What the exercise asks >>
Go through the records and copy each line where the string "turns" occurs.

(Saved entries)
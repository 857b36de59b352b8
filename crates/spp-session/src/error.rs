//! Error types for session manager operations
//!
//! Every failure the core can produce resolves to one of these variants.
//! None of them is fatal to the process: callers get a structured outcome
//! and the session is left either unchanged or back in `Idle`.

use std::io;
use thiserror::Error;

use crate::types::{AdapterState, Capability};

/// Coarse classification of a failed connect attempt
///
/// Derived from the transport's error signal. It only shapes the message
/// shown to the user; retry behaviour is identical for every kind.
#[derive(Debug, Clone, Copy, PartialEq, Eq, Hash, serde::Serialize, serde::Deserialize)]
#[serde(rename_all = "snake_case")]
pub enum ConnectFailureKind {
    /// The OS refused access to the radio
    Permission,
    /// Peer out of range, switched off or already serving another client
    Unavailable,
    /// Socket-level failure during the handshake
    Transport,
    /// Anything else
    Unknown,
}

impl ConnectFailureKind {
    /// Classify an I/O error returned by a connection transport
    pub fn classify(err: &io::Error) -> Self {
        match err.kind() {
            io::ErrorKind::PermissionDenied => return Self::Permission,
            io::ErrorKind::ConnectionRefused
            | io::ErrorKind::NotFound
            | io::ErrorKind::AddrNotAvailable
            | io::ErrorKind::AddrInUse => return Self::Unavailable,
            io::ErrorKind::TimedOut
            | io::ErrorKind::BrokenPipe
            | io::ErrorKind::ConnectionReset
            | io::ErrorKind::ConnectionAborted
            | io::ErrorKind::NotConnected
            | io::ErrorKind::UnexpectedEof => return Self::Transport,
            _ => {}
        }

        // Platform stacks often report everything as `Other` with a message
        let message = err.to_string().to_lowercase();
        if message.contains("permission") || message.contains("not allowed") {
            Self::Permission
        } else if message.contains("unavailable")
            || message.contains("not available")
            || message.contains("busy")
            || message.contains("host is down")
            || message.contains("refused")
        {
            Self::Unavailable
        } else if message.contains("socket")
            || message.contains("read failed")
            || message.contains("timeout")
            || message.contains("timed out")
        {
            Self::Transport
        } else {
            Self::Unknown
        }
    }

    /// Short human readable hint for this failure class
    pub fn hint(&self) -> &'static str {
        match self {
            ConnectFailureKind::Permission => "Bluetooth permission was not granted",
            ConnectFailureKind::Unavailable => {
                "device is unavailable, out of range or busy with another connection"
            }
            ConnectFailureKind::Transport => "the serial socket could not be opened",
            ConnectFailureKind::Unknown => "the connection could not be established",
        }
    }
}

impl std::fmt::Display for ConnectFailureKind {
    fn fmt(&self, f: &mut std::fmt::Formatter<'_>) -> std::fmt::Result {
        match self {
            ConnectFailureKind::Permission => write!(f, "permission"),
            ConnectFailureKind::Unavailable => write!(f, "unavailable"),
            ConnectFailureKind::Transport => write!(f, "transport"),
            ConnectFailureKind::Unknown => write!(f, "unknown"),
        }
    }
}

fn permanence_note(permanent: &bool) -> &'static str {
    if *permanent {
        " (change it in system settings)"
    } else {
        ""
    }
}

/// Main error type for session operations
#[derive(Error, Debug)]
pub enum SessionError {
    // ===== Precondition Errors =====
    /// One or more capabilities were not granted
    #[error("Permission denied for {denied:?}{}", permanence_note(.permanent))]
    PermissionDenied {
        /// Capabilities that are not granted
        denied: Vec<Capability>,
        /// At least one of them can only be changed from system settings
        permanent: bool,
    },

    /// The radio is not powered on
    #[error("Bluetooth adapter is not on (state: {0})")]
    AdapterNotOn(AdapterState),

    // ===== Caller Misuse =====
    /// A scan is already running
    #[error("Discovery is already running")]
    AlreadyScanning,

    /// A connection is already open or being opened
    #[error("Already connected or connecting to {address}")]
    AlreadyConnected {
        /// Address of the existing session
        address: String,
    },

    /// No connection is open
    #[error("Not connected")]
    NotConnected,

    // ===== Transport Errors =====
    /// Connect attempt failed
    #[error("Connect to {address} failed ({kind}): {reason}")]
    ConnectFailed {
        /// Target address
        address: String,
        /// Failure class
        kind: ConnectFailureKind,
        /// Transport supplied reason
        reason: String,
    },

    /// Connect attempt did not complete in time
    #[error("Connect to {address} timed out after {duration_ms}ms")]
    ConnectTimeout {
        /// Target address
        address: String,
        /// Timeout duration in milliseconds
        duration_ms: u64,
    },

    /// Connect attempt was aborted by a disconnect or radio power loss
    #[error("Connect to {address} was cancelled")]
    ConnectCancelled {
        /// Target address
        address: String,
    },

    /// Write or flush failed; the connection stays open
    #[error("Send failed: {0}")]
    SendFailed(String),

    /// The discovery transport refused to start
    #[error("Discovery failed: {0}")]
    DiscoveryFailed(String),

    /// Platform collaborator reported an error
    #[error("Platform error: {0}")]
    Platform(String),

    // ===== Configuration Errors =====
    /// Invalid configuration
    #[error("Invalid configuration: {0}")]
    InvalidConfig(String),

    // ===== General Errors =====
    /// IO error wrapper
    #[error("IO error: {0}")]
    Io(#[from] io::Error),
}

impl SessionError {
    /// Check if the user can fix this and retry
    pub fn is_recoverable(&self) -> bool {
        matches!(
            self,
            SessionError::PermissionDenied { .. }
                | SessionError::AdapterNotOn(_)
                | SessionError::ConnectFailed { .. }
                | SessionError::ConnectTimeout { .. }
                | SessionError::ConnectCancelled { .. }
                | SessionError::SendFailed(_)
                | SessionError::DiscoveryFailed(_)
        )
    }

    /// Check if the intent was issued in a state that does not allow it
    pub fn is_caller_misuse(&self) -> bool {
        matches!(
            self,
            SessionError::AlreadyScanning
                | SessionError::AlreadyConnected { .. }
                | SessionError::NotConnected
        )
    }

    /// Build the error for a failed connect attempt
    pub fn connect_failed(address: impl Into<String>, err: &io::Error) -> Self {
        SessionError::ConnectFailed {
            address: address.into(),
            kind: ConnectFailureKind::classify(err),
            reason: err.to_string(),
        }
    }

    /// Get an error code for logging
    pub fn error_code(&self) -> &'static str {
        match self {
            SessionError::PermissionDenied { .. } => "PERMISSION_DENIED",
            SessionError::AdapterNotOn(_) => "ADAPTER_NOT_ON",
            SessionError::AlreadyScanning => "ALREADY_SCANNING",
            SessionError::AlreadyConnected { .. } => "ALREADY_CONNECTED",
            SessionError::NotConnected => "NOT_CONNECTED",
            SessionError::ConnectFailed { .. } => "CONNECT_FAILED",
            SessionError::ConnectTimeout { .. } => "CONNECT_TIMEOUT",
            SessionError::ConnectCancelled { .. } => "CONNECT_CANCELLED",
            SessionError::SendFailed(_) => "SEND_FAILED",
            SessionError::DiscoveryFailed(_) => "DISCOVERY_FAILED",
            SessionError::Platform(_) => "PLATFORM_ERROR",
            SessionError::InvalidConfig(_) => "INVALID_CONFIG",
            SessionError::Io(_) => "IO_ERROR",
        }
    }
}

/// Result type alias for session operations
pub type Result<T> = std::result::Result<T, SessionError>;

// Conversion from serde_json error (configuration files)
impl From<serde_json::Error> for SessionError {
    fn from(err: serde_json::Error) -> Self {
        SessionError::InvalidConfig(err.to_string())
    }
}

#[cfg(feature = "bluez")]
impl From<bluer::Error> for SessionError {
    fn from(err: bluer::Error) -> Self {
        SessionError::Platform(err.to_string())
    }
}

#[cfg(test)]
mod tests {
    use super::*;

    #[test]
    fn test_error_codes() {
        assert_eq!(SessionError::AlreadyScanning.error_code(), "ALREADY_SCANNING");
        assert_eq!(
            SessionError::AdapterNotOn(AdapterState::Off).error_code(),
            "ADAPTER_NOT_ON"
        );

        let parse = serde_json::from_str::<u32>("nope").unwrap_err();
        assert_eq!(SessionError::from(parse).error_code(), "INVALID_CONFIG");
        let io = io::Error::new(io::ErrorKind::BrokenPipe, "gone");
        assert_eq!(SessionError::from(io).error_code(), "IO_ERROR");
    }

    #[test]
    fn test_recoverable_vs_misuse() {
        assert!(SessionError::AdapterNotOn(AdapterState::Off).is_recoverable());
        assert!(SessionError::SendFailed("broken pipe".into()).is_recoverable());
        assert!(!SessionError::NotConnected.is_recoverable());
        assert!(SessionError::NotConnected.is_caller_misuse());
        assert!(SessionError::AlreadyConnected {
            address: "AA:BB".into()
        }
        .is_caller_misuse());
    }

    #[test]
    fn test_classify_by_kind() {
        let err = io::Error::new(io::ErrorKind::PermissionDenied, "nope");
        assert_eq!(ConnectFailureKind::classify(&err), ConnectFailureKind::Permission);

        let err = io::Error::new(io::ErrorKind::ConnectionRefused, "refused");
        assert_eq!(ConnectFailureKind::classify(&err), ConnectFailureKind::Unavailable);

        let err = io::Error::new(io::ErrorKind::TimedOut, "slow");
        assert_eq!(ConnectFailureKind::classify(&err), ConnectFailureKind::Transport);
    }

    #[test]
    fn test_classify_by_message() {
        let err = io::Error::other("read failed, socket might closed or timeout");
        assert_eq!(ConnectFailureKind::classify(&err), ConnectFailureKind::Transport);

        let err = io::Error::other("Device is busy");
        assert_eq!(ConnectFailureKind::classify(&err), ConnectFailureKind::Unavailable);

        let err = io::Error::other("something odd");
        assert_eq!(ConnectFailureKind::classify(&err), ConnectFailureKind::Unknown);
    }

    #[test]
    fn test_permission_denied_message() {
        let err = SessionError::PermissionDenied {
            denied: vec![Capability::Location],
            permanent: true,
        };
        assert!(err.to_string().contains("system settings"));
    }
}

--

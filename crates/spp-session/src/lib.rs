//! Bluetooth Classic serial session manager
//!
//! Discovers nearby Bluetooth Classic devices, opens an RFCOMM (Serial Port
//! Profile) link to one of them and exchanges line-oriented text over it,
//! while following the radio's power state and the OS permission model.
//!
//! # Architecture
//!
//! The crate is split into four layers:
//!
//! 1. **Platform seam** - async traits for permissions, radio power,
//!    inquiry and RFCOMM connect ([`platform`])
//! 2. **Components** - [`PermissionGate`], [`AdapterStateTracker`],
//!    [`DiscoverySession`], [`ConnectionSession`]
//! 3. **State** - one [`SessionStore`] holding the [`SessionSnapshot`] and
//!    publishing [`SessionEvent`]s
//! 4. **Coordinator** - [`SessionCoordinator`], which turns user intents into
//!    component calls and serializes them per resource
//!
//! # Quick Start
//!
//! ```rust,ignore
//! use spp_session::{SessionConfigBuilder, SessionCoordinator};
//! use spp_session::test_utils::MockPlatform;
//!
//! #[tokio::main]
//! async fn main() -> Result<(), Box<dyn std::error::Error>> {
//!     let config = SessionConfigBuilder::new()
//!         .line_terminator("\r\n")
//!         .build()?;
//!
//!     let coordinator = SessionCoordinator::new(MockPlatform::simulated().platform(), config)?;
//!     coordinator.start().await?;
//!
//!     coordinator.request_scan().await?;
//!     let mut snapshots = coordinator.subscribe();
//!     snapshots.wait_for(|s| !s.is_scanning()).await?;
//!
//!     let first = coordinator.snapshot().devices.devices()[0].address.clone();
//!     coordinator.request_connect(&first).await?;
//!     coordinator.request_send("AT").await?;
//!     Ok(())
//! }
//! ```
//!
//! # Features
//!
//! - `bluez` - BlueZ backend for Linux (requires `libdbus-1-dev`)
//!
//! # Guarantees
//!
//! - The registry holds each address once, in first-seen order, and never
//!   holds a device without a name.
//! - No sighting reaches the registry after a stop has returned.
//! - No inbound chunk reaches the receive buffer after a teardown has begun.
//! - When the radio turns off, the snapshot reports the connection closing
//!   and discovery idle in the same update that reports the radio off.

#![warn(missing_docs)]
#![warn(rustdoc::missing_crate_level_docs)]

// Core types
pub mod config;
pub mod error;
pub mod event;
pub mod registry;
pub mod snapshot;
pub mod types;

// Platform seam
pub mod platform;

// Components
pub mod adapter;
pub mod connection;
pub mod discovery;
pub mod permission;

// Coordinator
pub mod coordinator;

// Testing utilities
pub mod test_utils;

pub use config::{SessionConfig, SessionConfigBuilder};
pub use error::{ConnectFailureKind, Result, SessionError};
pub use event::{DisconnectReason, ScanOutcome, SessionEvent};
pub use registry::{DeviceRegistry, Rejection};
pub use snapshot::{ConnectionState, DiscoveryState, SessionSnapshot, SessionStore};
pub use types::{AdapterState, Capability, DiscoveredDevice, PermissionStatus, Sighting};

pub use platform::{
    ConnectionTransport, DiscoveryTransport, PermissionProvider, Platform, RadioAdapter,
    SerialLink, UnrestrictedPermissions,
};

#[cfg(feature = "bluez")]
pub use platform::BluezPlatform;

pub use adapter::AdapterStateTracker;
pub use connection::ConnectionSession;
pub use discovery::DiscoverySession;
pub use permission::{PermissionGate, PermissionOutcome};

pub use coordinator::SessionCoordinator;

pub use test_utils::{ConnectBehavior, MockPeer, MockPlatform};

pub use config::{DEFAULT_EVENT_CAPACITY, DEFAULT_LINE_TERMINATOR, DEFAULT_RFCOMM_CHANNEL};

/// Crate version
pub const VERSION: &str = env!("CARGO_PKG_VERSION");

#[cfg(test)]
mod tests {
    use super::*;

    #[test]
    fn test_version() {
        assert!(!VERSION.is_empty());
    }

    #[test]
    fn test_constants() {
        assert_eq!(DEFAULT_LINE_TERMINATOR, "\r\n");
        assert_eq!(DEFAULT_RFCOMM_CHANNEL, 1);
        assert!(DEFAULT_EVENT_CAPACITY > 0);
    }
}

Exercise output >>
//! 4. **Coordinator** - [`SessionCoordinator`], which turns user intents into
//! - When the radio turns off, the snapshot reports the connection closing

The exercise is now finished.